Almost all webcams, even those inside your laptop’s screen, are USB devices. There is a standard for USB video cameras, the UVC standard. According to this standard, the LED indicator light is controlled by the host software. To hack this on Windows appears to require a filter driver. We are too lazy to write one, which is why we just hacked the DLLs in the demonstration. We believe this is what the FBI has done: a filter driver for the UVC standard would get most webcam products from different vendors, without the FBI having to write a custom hack for each one.

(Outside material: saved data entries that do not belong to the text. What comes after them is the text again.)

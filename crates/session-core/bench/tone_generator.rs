/// Audio tone generation for RTP streaming benchmarks
use std::f32::consts::PI;
use std::time::{Duration, Instant};
use rvoip_rtp_core::RtpPacket;
use bytes::Bytes;

/// Generate a sine wave tone at the specified frequency
pub fn generate_tone(frequency: f32, sample_rate: u32, duration: Duration) -> Vec<i16> {
    let num_samples = (sample_rate as f32 * duration.as_secs_f32()) as usize;
    let mut samples = Vec::with_capacity(num_samples);
    
    for i in 0..num_samples {
        let t = i as f32 / sample_rate as f32;
        let sample = (2.0 * PI * frequency * t).sin();
        // Convert to 16-bit PCM (range: -32768 to 32767)
        // Use 0.3 amplitude to avoid clipping
        let pcm_sample = (sample * 0.3 * 32767.0) as i16;
        samples.push(pcm_sample);
    }
    
    samples
}

/// Create RTP packets from audio samples
pub fn create_rtp_packets(
    samples: &[i16],
    ssrc: u32,
    sample_rate: u32,
    payload_type: u8,
) -> Vec<RtpPacket> {
    // G.711 typically uses 160 samples per packet (20ms at 8kHz)
    const SAMPLES_PER_PACKET: usize = 160;
    let mut packets = Vec::new();
    let mut sequence_number = 0u16;
    let mut timestamp = 0u32;
    
    for chunk in samples.chunks(SAMPLES_PER_PACKET) {
        // Convert i16 samples to u-law or a-law (simplified: just convert to bytes)
        let payload: Vec<u8> = chunk.iter()
            .flat_map(|&sample| sample.to_be_bytes())
            .collect();
        
        let packet = RtpPacket::new_with_payload(
            payload_type,
            sequence_number,
            timestamp,
            ssrc,
            Bytes::from(payload),
        );
        
        packets.push(packet);
        
        sequence_number = sequence_number.wrapping_add(1);
        timestamp += SAMPLES_PER_PACKET as u32;
    }
    
    packets
}

/// Decode RTP payload back to PCM samples (for validation)
pub fn decode_rtp_payload(payload: &[u8]) -> Vec<i16> {
    // Simple decoding - assumes payload is raw PCM16 big-endian
    payload.chunks_exact(2)
        .map(|chunk| i16::from_be_bytes([chunk[0], chunk[1]]))
        .collect()
}

#[cfg(test)]
mod tests {
    use super::*;
    
    #[test]
    fn test_tone_generation() {
        let samples = generate_tone(440.0, 8000, Duration::from_secs(1));
        assert_eq!(samples.len(), 8000);
        
        // Check that we have a non-silent signal
        let max_sample = samples.iter().max().unwrap();
        assert!(*max_sample > 5000); // Should have significant amplitude
    }
    
    #[test]
    fn test_rtp_packet_creation() {
        let samples = generate_tone(440.0, 8000, Duration::from_millis(100));
        let packets = create_rtp_packets(&samples, 12345, 8000, 0);
        
        // 100ms at 8000Hz = 800 samples
        // 160 samples per packet = 5 packets
        assert_eq!(packets.len(), 5);
        
        // Check sequence numbers
        for (i, packet) in packets.iter().enumerate() {
            assert_eq!(packet.header.sequence_number, i as u16);
        }
    }
}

We describe how to disable the LED on a class of Apple internal iSight webcams used in some versions of MacBook laptops and iMac desktops. This enables video to be captured without any visual indication to the user and can be accomplished entirely in user space by an unprivileged (non-root) application. The same technique that allows us to disable the LED, namely reprogramming the ﬁrmware that runs on the iSight, enables a virtual machine escape whereby malware running inside a virtual machine reprograms the camera to act as a USB HumanInterface Device (HID) keyboard which executes code in the host operating system.
To defend against these and related threats, we build an OS X kernel extension, iSightDefender, which prohibits the modiﬁcation of the iSight’s ﬁrmware from user space.